E-commerce: The Hidden Costs of a Slow or Inaccessible Website
It's not just about design. A slow or inaccessible E-commerce is a tax on your revenue and a legal risk. Discover why performance is your best salesperson.
Managing an E-commerce business is about more than just uploading products and setting up Ads campaigns. it is about managing a software infrastructure that must be efficient, fast, and open to everyone. If your platform has "hidden barriers," you are not just providing a poor experience—you are actively sabotaging your profit margins.
I am Matteo Santoro, and in my work as a software engineer, I often see companies obsessed with button colors or banner copy while ignoring the two true pillars that determine whether a user buys or abandons their cart: speed and accessibility.

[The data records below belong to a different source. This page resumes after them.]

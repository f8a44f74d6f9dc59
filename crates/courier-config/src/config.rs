//! The root configuration type.

use std::net::SocketAddr;

use serde::{Deserialize, Serialize};

use crate::{ConfigError, LogFormat, ServerSection, TelemetrySection};

/// Complete Courier server configuration.
///
/// Use [`ConfigLoader`](crate::ConfigLoader) to load it from files and the
/// environment.
///
/// ```
/// use courier_config::CourierConfig;
///
/// let config = CourierConfig::default();
/// assert_eq!(config.server.bind_addr, "0.0.0.0:3000");
/// assert!(config.validate().is_ok());
/// ```
#[derive(Debug, Clone, Serialize, Deserialize, PartialEq, Eq, Default)]
#[serde(deny_unknown_fields)]
pub struct CourierConfig {
    /// Listener settings.
    #[serde(default)]
    pub server: ServerSection,

    /// Logging and metrics settings.
    #[serde(default)]
    pub telemetry: TelemetrySection,
}

impl CourierConfig {
    /// Checks values that parse but cannot be used.
    ///
    /// # Errors
    ///
    /// Returns `ConfigError::InvalidValue` if:
    /// - the bind address or an enabled metrics address is not a socket address
    /// - the upgrade path is empty or does not start with `/`
    /// - the message size limit is zero
    pub fn validate(&self) -> Result<(), ConfigError> {
        check_addr("server.bind_addr", &self.server.bind_addr)?;

        if !self.server.path.starts_with('/') {
            return Err(ConfigError::invalid_value(
                "server.path",
                format!("must start with '/': {:?}", self.server.path),
            ));
        }

        if self.server.max_message_size == 0 {
            return Err(ConfigError::invalid_value(
                "server.max_message_size",
                "must be greater than zero",
            ));
        }

        if self.telemetry.metrics.enabled {
            check_addr("telemetry.metrics.addr", &self.telemetry.metrics.addr)?;
        }

        Ok(())
    }

    /// Local development preset: pretty debug logs with source locations.
    ///
    /// ```
    /// use courier_config::CourierConfig;
    ///
    /// let config = CourierConfig::development();
    /// assert_eq!(config.telemetry.logging.level, "debug");
    /// assert_eq!(config.server.bind_addr, "127.0.0.1:3000");
    /// ```
    #[must_use]
    pub fn development() -> Self {
        let mut config = Self::default();
        config.server.bind_addr = "127.0.0.1:3000".to_string();
        config.telemetry.logging.level = "debug".to_string();
        config.telemetry.logging.format = LogFormat::Pretty;
        config.telemetry.logging.include_location = true;
        config
    }

    /// Production preset: JSON info logs and a metrics endpoint.
    ///
    /// ```
    /// use courier_config::{CourierConfig, LogFormat};
    ///
    /// let config = CourierConfig::production();
    /// assert_eq!(config.telemetry.logging.format, LogFormat::Json);
    /// assert!(config.telemetry.metrics.enabled);
    /// ```
    #[must_use]
    pub fn production() -> Self {
        let mut config = Self::default();
        config.telemetry.logging.level = "info".to_string();
        config.telemetry.logging.format = LogFormat::Json;
        config.telemetry.metrics.enabled = true;
        config
    }
}

fn check_addr(field: &str, addr: &str) -> Result<(), ConfigError> {
    addr.parse::<SocketAddr>()
        .map(|_| ())
        .map_err(|_| ConfigError::invalid_value(field, format!("invalid socket address: {addr}")))
}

1. Speed is Not a Detail—It is the Product
Every millisecond counts. Statistics show that a mere one-second delay in page load time can reduce conversions by 7%. In a business generating €100,000 per month, we are talking about a potential loss of €7,000 every 30 days.
The problem is not just user patience. Search engines (and new AI searches) use Core Web Vitals as a fundamental ranking parameter. A slow site gets downgraded, meaning you have to spend more on Ads to compensate for the loss of organic traffic. It is a technical debt tax you pay every single day.
2. Accessibility: An Ignored Market and a Legal Risk
Many business owners associate web accessibility only with "ethics." This is a mistake. It is a matter of business and compliance.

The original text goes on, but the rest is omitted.